▶ _Description of the task_
Lines with the word "they" are the answer; copy each of them from the data below.

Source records
* * * * * * *

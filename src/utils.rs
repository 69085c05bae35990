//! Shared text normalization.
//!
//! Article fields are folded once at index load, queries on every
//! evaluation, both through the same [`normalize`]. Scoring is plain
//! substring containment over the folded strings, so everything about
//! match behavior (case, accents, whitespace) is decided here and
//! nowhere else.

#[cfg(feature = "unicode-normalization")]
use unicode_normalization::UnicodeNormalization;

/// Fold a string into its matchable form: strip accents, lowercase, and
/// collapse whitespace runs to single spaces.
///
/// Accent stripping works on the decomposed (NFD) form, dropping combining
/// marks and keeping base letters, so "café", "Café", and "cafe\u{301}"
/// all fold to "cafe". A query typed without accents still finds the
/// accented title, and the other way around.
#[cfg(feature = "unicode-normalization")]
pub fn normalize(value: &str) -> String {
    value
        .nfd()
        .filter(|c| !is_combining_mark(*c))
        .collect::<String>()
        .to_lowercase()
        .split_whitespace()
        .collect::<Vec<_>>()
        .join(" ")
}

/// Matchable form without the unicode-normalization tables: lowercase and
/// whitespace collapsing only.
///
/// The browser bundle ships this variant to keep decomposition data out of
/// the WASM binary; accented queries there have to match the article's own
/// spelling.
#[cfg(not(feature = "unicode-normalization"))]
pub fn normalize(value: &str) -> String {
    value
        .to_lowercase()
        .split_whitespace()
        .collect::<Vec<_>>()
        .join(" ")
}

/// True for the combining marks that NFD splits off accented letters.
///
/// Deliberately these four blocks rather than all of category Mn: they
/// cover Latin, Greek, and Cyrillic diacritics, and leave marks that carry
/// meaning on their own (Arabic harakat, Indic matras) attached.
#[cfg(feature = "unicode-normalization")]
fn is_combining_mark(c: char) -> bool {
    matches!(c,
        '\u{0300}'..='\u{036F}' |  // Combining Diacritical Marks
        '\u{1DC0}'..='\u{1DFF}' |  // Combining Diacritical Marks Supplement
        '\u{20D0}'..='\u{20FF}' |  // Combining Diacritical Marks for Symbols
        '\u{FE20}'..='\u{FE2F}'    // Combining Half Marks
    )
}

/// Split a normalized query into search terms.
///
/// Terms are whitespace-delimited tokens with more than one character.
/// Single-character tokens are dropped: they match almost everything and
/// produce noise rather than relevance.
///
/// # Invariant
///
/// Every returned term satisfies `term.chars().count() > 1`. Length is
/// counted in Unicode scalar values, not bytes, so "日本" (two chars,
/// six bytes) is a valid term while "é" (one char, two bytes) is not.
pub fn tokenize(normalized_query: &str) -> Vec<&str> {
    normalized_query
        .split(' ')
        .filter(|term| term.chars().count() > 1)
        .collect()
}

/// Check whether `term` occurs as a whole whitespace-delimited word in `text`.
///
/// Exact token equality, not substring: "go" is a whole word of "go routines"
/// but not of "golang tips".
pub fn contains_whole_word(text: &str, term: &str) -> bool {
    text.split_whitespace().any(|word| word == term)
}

* * * * * * *

▶ _Your response_
/// Deliberately these four blocks rather than all of category Mn: they
/// Single-character tokens are dropped: they match almost everything and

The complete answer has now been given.